Five years later, the magic of Purple Reign 2 and Ravens Super Bowl title revisited

January 11, 2018 | Nestor Aparicio

Newsome was put in charge of the Baltimore Ravens in the spring of 1996 by owner Art Modell and Ray Lewis was drafted with the 26th pick in the first round when the franchise didn’t even have a color scheme or a logo.

Everyone has an opinion on how and why the Baltimore Ravens stood on the dais at the Superdome in New Orleans on February 3, 2013 and held the Lombardi Trophy to the roof and toasted the city of Baltimore and anyone who ever loved a crab cake.

But the road is so curved and complicated and the series of events that led to that magical evening and the ensuing massive parade in Baltimore is so tangled that it’s taken me a rather large book to tell the story.

One thing that was universally accepted and discussed was a four-letter word: they all agreed “luck” was part of the recipe.

Yeah, “luck.” They all said, “You need to get lucky to win the Super Bowl.”

The other word was “faith.” Many talked about faith in God and in each other.
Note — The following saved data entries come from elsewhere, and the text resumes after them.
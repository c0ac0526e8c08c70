// Copyright 2026 the Venue Authors
// SPDX-License-Identifier: Apache-2.0 OR MIT

//! Tests for location aggregation.
//!
//! These exercise the partition and ordering guarantees of `aggregate`, and
//! that caller-defined records can be grouped through `Located`.

use venue_cluster::{Event, LatLng, Located, Location, aggregate};

fn at(id: u32, location: Option<(u32, f64, f64)>) -> Event<u32, u32> {
    Event::new(id, location.map(|(key, lat, lng)| Location::new(key, lat, lng)))
}

fn mixed_events() -> Vec<Event<u32, u32>> {
    vec![
        at(1, Some((100, 10.0, 20.0))),
        at(2, None),
        at(3, Some((200, 30.0, 40.0))),
        at(4, Some((100, 10.0, 20.0))),
        at(5, Some((300, -5.0, 120.0))),
        at(6, None),
        at(7, Some((200, 30.0, 40.0))),
        at(8, Some((100, 10.0, 20.0))),
    ]
}

#[test]
fn two_events_share_a_location_one_stands_alone() {
    let events = vec![
        at(1, Some((1, 10.0, 20.0))),
        at(2, Some((1, 10.0, 20.0))),
        at(3, Some((2, 30.0, 40.0))),
    ];
    let clusters = aggregate(&events);

    assert_eq!(clusters.len(), 2);
    assert_eq!(clusters.get(&1).map(|c| c.len()), Some(2));
    assert_eq!(clusters.get(&2).map(|c| c.len()), Some(1));
}

#[test]
fn empty_input_yields_no_clusters() {
    let clusters = aggregate::<Event<u32, u32>>(&[]);
    assert!(clusters.is_empty());
}

#[test]
fn lone_event_without_location_yields_no_clusters() {
    let clusters = aggregate(&[at(1, None)]);
    assert!(clusters.is_empty());
    assert_eq!(clusters.member_count(), 0);
}

#[test]
fn every_located_event_lands_in_exactly_its_own_cluster() {
    let events = mixed_events();
    let clusters = aggregate(&events);

    for (index, event) in events.iter().enumerate() {
        let hits: Vec<_> = clusters
            .iter()
            .filter(|cluster| cluster.members().contains(&index))
            .collect();
        match &event.location {
            Some(location) => {
                assert_eq!(hits.len(), 1, "event {} in {} clusters", event.id, hits.len());
                assert_eq!(hits[0].location_id(), &location.id);
            }
            None => assert!(hits.is_empty(), "event {} has no location", event.id),
        }
    }
}

#[test]
fn counts_are_conserved() {
    let events = mixed_events();
    let clusters = aggregate(&events);
    let without_location = events.iter().filter(|e| e.location.is_none()).count();

    assert_eq!(clusters.member_count() + without_location, events.len());
    assert_eq!(
        clusters.iter().map(|c| c.events(&events).count()).sum::<usize>(),
        clusters.member_count()
    );
}

#[test]
fn clusters_follow_first_occurrence_and_members_follow_input() {
    let events = mixed_events();
    let clusters = aggregate(&events);

    let keys: Vec<_> = clusters.keys().copied().collect();
    assert_eq!(keys, [100, 200, 300]);

    let ids: Vec<_> = clusters
        .get(&100)
        .unwrap()
        .events(&events)
        .map(|e| e.id)
        .collect();
    assert_eq!(ids, [1, 4, 8]);

    let positions: Vec<_> = clusters.positions().collect();
    assert_eq!(
        positions,
        [
            LatLng::new(10.0, 20.0),
            LatLng::new(30.0, 40.0),
            LatLng::new(-5.0, 120.0)
        ]
    );
}

#[test]
fn first_position_wins_for_inconsistent_ids() {
    let events = vec![at(1, Some((9, 1.0, 1.0))), at(2, Some((9, 50.0, 50.0)))];
    let clusters = aggregate(&events);
    assert_eq!(clusters.len(), 1);
    assert_eq!(clusters.get(&9).unwrap().position(), LatLng::new(1.0, 1.0));
}

#[test]
fn out_of_range_coordinates_pass_through() {
    let events = vec![at(1, Some((1, 200.0, -999.0)))];
    let clusters = aggregate(&events);
    assert_eq!(
        clusters.get(&1).unwrap().position(),
        LatLng::new(200.0, -999.0)
    );
}

/// A caller-owned record that is not an `Event`.
struct Meetup {
    title: &'static str,
    venue: Option<Location<String>>,
}

impl Located for Meetup {
    type LocationId = String;

    fn location(&self) -> Option<&Location<String>> {
        self.venue.as_ref()
    }
}

#[test]
fn custom_records_group_through_located() {
    let library = Location::new(String::from("library"), 59.33, 18.06);
    let meetups = [
        Meetup {
            title: "reading circle",
            venue: Some(library.clone()),
        },
        Meetup {
            title: "online",
            venue: None,
        },
        Meetup {
            title: "study night",
            venue: Some(library),
        },
    ];

    let clusters = aggregate(&meetups);
    let titles: Vec<_> = clusters
        .get(&String::from("library"))
        .unwrap()
        .events(&meetups)
        .map(|m| m.title)
        .collect();
    assert_eq!(titles, ["reading circle", "study night"]);

    // References are `Located` too.
    let borrowed: Vec<&Meetup> = meetups.iter().collect();
    assert_eq!(aggregate(&borrowed).member_count(), 2);
}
But they all said they never stopped believing they could win.

Not when Ray Rice faced 4th & 29 in San Diego. Not when Joe Flacco huddled the offense in Denver down seven points with just seconds on the clock. And not when their backs were to the goal line as Colin Kaepernick and the San Francisco 49ers looked to be going into the end zone to cap an improbable comeback against the formerly impenetrable Baltimore Ravens defense to steal the Lombardi Trophy.

Luck. Faith.

Oh, and there was “love” – a word that’s often tossed around playfully like the Bud Light “I love ya, man” commercials, but one that seemed to truly take on intense meaning when it was spoken between grown men playing a boy’s game on a field of gladiators in the NFL like a band of brothers in combat

The Ravens certainly had good fortune smiling down on them during the 2012 season.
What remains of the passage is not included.